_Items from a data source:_
┏━━

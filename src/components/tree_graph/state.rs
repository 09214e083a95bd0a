//! Canvas view state and interaction tracking.
//!
//! Holds the most recent visible graph together with the pan/zoom transform,
//! in-progress drag and pan gestures, hover highlight intensities and the
//! camera-fit animation that runs after every rebuild.

use std::collections::HashMap;

use crate::builder::VisibleGraph;

use super::scale::ScaledValues;

/// Lower zoom limit.
pub const MIN_ZOOM: f64 = 0.1;
/// Upper zoom limit for wheel zooming.
pub const MAX_ZOOM: f64 = 10.0;

/// Fitting never zooms in past this level, so small trees keep natural size.
const MAX_FIT_ZOOM: f64 = 2.0;

/// Fraction of the fitted bounds added as margin on each side.
const FIT_PADDING: f64 = 0.1;
/// Seconds to wait after a rebuild before the camera starts moving.
const FIT_DELAY: f64 = 0.1;
/// Seconds the camera takes to reach the fitted view.
const FIT_DURATION: f64 = 0.3;

/// Pointer travel (screen pixels) below which a press-release counts as a click.
const CLICK_SLOP: f64 = 4.0;

/// Minimum time (seconds) a hover ring is held before it can fade out.
/// This prevents flashing when the mouse briefly touches a hover zone.
const MIN_HOLD_TIME: f64 = 0.12;

/// Cubic ease-in-out on `[0, 1]`.
pub fn smooth_step(t: f64) -> f64 {
	t * t * (3.0 - 2.0 * t)
}

/// Pan and zoom transform applied to the entire graph view.
#[derive(Clone, Copy, Debug, Default, PartialEq)]
pub struct ViewTransform {
	/// Horizontal screen offset of the world origin.
	pub x: f64,
	/// Vertical screen offset of the world origin.
	pub y: f64,
	/// Zoom factor (1.0 = 100%).
	pub k: f64,
}

impl ViewTransform {
	fn lerp(self, to: ViewTransform, t: f64) -> Self {
		Self {
			x: self.x + (to.x - self.x) * t,
			y: self.y + (to.y - self.y) * t,
			k: self.k + (to.k - self.k) * t,
		}
	}
}

/// Tracks an in-progress node drag operation.
#[derive(Clone, Debug, Default)]
pub struct DragState {
	/// A node is held.
	pub active: bool,
	/// Index of the held node.
	pub node_idx: Option<usize>,
	/// Screen position of the press.
	pub start_x: f64,
	/// Screen position of the press.
	pub start_y: f64,
	/// World position of the node at the press.
	pub node_start_x: f64,
	/// World position of the node at the press.
	pub node_start_y: f64,
	/// Set once the pointer leaves the click slop; the release is then not a click.
	pub moved: bool,
}

/// Tracks an in-progress canvas pan operation.
#[derive(Clone, Debug, Default)]
pub struct PanState {
	/// The background is held.
	pub active: bool,
	/// Screen position of the press.
	pub start_x: f64,
	/// Screen position of the press.
	pub start_y: f64,
	/// Transform offset at the press.
	pub transform_start_x: f64,
	/// Transform offset at the press.
	pub transform_start_y: f64,
}

/// Eased camera move from one transform to another.
#[derive(Clone, Debug)]
pub struct CameraFit {
	from: ViewTransform,
	to: ViewTransform,
	elapsed: f64,
}

impl CameraFit {
	/// Advance by `dt` and return the transform for this frame, or `None`
	/// once the move has finished (the final frame returns `to` exactly).
	fn step(&mut self, dt: f64) -> Option<ViewTransform> {
		if self.elapsed >= FIT_DELAY + FIT_DURATION {
			return None;
		}
		self.elapsed += dt;
		let t = ((self.elapsed - FIT_DELAY) / FIT_DURATION).clamp(0.0, 1.0);
		Some(self.from.lerp(self.to, smooth_step(t)))
	}
}

/// Smoothly fading hover ring, one intensity per node.
///
/// Intensities follow exponential smoothing towards 1.0 for the hovered node
/// and back to 0.0 for everything else once its hold time has elapsed.
#[derive(Clone, Debug, Default)]
pub struct HoverState {
	/// Currently hovered node (if any)
	pub hovered: Option<usize>,
	ring_intensity: HashMap<usize, f64>,
	hold_timer: HashMap<usize, f64>,
}

impl HoverState {
	/// Change the hovered node, starting its hold timer.
	pub fn set_hover(&mut self, node: Option<usize>) {
		if self.hovered == node {
			return;
		}
		self.hovered = node;
		if let Some(idx) = node {
			self.hold_timer.insert(idx, MIN_HOLD_TIME);
		}
	}

	/// Advance the fades by `dt` seconds.
	pub fn tick(&mut self, dt: f64) {
		const FADE_IN_SPEED: f64 = 6.0; // ~150ms to 95%
		const FADE_OUT_SPEED: f64 = 4.0; // ~250ms to 95%

		let fade_in_factor = 1.0 - (-FADE_IN_SPEED * dt).exp();
		let fade_out_decay = (-FADE_OUT_SPEED * dt).exp();

		if let Some(idx) = self.hovered {
			let intensity = self.ring_intensity.entry(idx).or_insert(0.0);
			*intensity += (1.0 - *intensity) * fade_in_factor;
		}

		let hovered = self.hovered;
		self.hold_timer.retain(|idx, timer| {
			if hovered == Some(*idx) {
				true
			} else {
				*timer -= dt;
				*timer > 0.0
			}
		});

		let hold_timer = &self.hold_timer;
		self.ring_intensity.retain(|idx, intensity| {
			if hovered == Some(*idx) {
				return true;
			}
			if hold_timer.get(idx).copied().unwrap_or(0.0) <= 0.0 {
				*intensity *= fade_out_decay;
			}
			*intensity > 0.005
		});
	}

	/// Ring intensity in `[0, 1]` for a node index.
	pub fn ring_intensity(&self, idx: usize) -> f64 {
		self.ring_intensity.get(&idx).copied().unwrap_or(0.0)
	}

	/// Drop all hover state; node indices are meaningless after a rebuild.
	pub fn clear(&mut self) {
		*self = Self::default();
	}
}

/// Everything the canvas needs between frames.
///
/// `graph` is the builder's latest output. Node drags move positions inside
/// this copy only; the next rebuild replaces it wholesale.
pub struct TreeGraphState {
	/// Graph being drawn.
	pub graph: VisibleGraph,
	/// Current pan and zoom.
	pub transform: ViewTransform,
	/// Node drag in progress.
	pub drag: DragState,
	/// Background pan in progress.
	pub pan: PanState,
	/// Hover ring fades.
	pub hover: HoverState,
	/// Running camera fit, if any.
	pub camera: Option<CameraFit>,
	/// Canvas width in pixels.
	pub width: f64,
	/// Canvas height in pixels.
	pub height: f64,
	edges: Vec<(usize, usize)>,
}

impl TreeGraphState {
	/// Start already fitted to `graph`, without animating.
	pub fn new(graph: VisibleGraph, width: f64, height: f64) -> Self {
		let mut state = Self {
			graph: VisibleGraph::default(),
			transform: ViewTransform {
				x: width / 2.0,
				y: height / 2.0,
				k: 1.0,
			},
			drag: DragState::default(),
			pan: PanState::default(),
			hover: HoverState::default(),
			camera: None,
			width,
			height,
			edges: Vec::new(),
		};
		state.replace_graph(graph);
		if let Some(fit) = state.fit_transform() {
			state.transform = fit;
		}
		state
	}

	/// Swap in a freshly built graph and ease the camera to fit it.
	pub fn set_graph(&mut self, graph: VisibleGraph) {
		self.replace_graph(graph);
		self.camera = self.fit_transform().map(|to| CameraFit {
			from: self.transform,
			to,
			elapsed: 0.0,
		});
	}

	fn replace_graph(&mut self, graph: VisibleGraph) {
		let index: HashMap<&str, usize> = graph
			.nodes
			.iter()
			.enumerate()
			.map(|(i, n)| (n.id.as_str(), i))
			.collect();
		self.edges = graph
			.edges
			.iter()
			.filter_map(|e| Some((*index.get(e.source.as_str())?, *index.get(e.target.as_str())?)))
			.collect();
		self.graph = graph;
		self.drag = DragState::default();
		self.hover.clear();
	}

	/// Resolved `(source, target)` node indices of the visible edges.
	pub fn edges(&self) -> &[(usize, usize)] {
		&self.edges
	}

	/// Transform that frames every node with [`FIT_PADDING`] margin.
	/// `None` for an empty graph.
	pub fn fit_transform(&self) -> Option<ViewTransform> {
		let mut nodes = self.graph.nodes.iter();
		let first = nodes.next()?;
		let r = first.style.diameter / 2.0;
		let (mut min_x, mut min_y, mut max_x, mut max_y) = (
			first.position.x - r,
			first.position.y - r,
			first.position.x + r,
			first.position.y + r,
		);
		for node in nodes {
			let r = node.style.diameter / 2.0;
			min_x = min_x.min(node.position.x - r);
			min_y = min_y.min(node.position.y - r);
			max_x = max_x.max(node.position.x + r);
			max_y = max_y.max(node.position.y + r);
		}

		let (bw, bh) = ((max_x - min_x).max(1.0), (max_y - min_y).max(1.0));
		let k = ((self.width / bw).min(self.height / bh) / (1.0 + 2.0 * FIT_PADDING))
			.clamp(MIN_ZOOM, MAX_FIT_ZOOM);
		let (cx, cy) = ((min_x + max_x) / 2.0, (min_y + max_y) / 2.0);
		Some(ViewTransform {
			x: self.width / 2.0 - cx * k,
			y: self.height / 2.0 - cy * k,
			k,
		})
	}

	/// Convert a canvas position to world coordinates.
	pub fn screen_to_graph(&self, sx: f64, sy: f64) -> (f64, f64) {
		(
			(sx - self.transform.x) / self.transform.k,
			(sy - self.transform.y) / self.transform.k,
		)
	}

	/// Topmost node under a screen position. Later nodes are drawn on top.
	pub fn node_at_position(&self, sx: f64, sy: f64, scale: &ScaledValues) -> Option<usize> {
		let (gx, gy) = self.screen_to_graph(sx, sy);
		self.graph.nodes.iter().rposition(|node| {
			let (dx, dy) = (node.position.x - gx, node.position.y - gy);
			(dx * dx + dy * dy).sqrt() < node.style.diameter / 2.0 + scale.hit_slop
		})
	}

	/// Pointer pressed: grab a node, or start panning the background.
	pub fn press(&mut self, sx: f64, sy: f64, scale: &ScaledValues) {
		self.camera = None;
		if let Some(idx) = self.node_at_position(sx, sy, scale) {
			let at = self.graph.nodes[idx].position;
			self.drag = DragState {
				active: true,
				node_idx: Some(idx),
				start_x: sx,
				start_y: sy,
				node_start_x: at.x,
				node_start_y: at.y,
				moved: false,
			};
		} else {
			self.pan = PanState {
				active: true,
				start_x: sx,
				start_y: sy,
				transform_start_x: self.transform.x,
				transform_start_y: self.transform.y,
			};
		}
	}

	/// Pointer moved: continue a drag or pan, otherwise update hover.
	pub fn pointer_move(&mut self, sx: f64, sy: f64, scale: &ScaledValues) {
		if self.drag.active {
			let (dx, dy) = (sx - self.drag.start_x, sy - self.drag.start_y);
			if !self.drag.moved && (dx * dx + dy * dy).sqrt() < CLICK_SLOP {
				return;
			}
			self.drag.moved = true;
			if let Some(node) = self.drag.node_idx.and_then(|i| self.graph.nodes.get_mut(i)) {
				node.position.x = self.drag.node_start_x + dx / self.transform.k;
				node.position.y = self.drag.node_start_y + dy / self.transform.k;
			}
		} else if self.pan.active {
			self.transform.x = self.pan.transform_start_x + (sx - self.pan.start_x);
			self.transform.y = self.pan.transform_start_y + (sy - self.pan.start_y);
		} else {
			let hovered = self.node_at_position(sx, sy, scale);
			self.hover.set_hover(hovered);
		}
	}

	/// Pointer released. Returns the ID of a clickable node that was pressed
	/// and released without being dragged.
	pub fn release(&mut self) -> Option<String> {
		let clicked = if self.drag.active && !self.drag.moved {
			self.drag
				.node_idx
				.and_then(|i| self.graph.nodes.get(i))
				.filter(|node| node.style.clickable)
				.map(|node| node.id.clone())
		} else {
			None
		};
		self.drag = DragState::default();
		self.pan.active = false;
		clicked
	}

	/// Pointer left the canvas: abandon gestures and hover.
	pub fn leave(&mut self) {
		self.drag = DragState::default();
		self.pan.active = false;
		self.hover.set_hover(None);
	}

	/// Zoom by `factor` around a screen position.
	pub fn zoom_at(&mut self, sx: f64, sy: f64, factor: f64) {
		self.camera = None;
		let new_k = (self.transform.k * factor).clamp(MIN_ZOOM, MAX_ZOOM);
		let ratio = new_k / self.transform.k;
		self.transform.x = sx - (sx - self.transform.x) * ratio;
		self.transform.y = sy - (sy - self.transform.y) * ratio;
		self.transform.k = new_k;
	}

	/// Whether the pointer should show as clickable at its last hover position.
	pub fn hovering_clickable(&self) -> bool {
		self.hover
			.hovered
			.and_then(|i| self.graph.nodes.get(i))
			.is_some_and(|n| n.style.clickable)
	}

	/// Advance camera and hover animations by `dt` seconds.
	pub fn tick(&mut self, dt: f64) {
		if let Some(fit) = self.camera.as_mut() {
			match fit.step(dt) {
				Some(transform) => self.transform = transform,
				None => self.camera = None,
			}
		}
		self.hover.tick(dt);
	}

	/// Canvas resized: re-fit the graph without the rebuild delay.
	pub fn resize(&mut self, width: f64, height: f64) {
		self.width = width;
		self.height = height;
		if let Some(to) = self.fit_transform() {
			self.camera = Some(CameraFit {
				from: self.transform,
				to,
				elapsed: FIT_DELAY,
			});
		}
	}
}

┗━━

_What you will do:_
From the records above, pull every line that has the string "builder" and copy it.

_Result for this task:_
use crate::builder::VisibleGraph;
/// `graph` is the builder's latest output. Node drags move positions inside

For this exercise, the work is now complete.